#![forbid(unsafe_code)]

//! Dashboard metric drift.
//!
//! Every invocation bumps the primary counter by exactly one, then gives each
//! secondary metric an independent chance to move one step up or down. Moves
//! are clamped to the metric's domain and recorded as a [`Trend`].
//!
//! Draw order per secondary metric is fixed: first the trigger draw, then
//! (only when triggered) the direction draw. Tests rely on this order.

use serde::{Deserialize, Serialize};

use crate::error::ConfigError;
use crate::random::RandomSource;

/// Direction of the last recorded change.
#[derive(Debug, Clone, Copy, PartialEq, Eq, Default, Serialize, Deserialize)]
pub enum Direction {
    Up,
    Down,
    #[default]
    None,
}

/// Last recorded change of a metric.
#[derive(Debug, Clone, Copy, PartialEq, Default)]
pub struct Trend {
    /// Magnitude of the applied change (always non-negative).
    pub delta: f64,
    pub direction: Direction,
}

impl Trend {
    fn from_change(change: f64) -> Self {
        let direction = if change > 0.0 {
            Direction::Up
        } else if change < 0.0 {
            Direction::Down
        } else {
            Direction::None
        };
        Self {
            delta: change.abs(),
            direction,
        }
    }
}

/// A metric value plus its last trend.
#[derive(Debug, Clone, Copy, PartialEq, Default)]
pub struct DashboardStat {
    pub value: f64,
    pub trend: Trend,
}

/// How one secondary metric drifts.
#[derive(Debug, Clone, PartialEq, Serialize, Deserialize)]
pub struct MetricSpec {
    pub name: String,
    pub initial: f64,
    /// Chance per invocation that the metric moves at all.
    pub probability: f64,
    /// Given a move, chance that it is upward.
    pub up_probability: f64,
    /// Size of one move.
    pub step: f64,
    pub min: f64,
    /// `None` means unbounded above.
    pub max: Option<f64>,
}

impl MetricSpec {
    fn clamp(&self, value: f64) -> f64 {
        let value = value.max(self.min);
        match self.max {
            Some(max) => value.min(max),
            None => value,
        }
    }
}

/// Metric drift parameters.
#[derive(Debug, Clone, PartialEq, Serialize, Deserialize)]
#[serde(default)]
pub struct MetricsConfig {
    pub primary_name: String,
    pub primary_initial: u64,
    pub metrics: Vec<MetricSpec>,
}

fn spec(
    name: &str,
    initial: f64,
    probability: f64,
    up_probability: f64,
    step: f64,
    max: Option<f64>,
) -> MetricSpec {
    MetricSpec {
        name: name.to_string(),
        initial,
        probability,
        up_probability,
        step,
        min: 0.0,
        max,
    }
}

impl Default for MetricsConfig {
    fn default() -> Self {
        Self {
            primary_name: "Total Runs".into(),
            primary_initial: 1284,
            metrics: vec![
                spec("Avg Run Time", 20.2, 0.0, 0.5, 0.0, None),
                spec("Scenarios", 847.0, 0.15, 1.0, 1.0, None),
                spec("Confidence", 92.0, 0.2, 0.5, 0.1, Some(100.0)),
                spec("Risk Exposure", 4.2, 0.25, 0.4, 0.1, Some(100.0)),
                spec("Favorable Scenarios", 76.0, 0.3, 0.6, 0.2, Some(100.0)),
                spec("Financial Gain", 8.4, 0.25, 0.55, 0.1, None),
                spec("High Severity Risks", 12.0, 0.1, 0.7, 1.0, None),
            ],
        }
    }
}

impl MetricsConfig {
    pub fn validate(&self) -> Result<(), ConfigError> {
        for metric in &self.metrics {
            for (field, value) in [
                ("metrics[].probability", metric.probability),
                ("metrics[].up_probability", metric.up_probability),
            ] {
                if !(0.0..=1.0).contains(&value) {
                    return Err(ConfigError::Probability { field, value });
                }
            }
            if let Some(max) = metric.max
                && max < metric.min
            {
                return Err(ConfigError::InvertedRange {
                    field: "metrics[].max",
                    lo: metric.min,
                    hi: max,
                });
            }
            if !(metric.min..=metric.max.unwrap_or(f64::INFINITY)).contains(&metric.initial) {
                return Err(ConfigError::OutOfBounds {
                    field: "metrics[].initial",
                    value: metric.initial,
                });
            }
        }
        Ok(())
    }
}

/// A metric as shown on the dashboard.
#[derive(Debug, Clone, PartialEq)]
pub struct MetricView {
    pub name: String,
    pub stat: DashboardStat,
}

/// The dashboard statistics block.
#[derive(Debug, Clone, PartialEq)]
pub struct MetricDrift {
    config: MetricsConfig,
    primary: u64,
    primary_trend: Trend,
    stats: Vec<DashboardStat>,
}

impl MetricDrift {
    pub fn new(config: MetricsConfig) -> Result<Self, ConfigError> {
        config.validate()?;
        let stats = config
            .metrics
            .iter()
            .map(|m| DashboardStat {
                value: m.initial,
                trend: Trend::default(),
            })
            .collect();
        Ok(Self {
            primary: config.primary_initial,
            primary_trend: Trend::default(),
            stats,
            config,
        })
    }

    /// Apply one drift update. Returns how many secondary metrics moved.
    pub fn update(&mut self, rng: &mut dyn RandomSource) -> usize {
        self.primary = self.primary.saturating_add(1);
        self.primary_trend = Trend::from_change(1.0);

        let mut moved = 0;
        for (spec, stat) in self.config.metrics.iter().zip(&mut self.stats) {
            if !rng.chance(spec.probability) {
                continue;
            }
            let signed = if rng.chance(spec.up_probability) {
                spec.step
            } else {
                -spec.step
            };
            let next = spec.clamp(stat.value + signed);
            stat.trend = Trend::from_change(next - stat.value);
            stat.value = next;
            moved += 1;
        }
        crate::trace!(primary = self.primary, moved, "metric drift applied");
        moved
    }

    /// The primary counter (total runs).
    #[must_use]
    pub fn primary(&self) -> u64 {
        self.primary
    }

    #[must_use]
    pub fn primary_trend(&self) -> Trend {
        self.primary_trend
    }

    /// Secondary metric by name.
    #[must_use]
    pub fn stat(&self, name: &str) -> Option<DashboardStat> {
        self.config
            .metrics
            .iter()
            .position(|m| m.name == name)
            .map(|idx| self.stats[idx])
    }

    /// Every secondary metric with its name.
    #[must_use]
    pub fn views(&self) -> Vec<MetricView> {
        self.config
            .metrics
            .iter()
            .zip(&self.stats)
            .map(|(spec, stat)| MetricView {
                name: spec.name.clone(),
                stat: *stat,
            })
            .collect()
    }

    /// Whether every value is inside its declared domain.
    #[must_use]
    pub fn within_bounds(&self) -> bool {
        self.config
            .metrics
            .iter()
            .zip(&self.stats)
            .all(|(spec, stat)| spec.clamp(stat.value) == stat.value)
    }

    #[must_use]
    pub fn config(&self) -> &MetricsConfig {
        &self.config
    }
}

→ **THE PROBLEM**:
Whenever the word "MetricView" appears in a line of the listing, copy out that line.

→ **ANSWER TO THE EXERCISE**:
pub struct MetricView {
    pub fn views(&self) -> Vec<MetricView> {
            .map(|(spec, stat)| MetricView {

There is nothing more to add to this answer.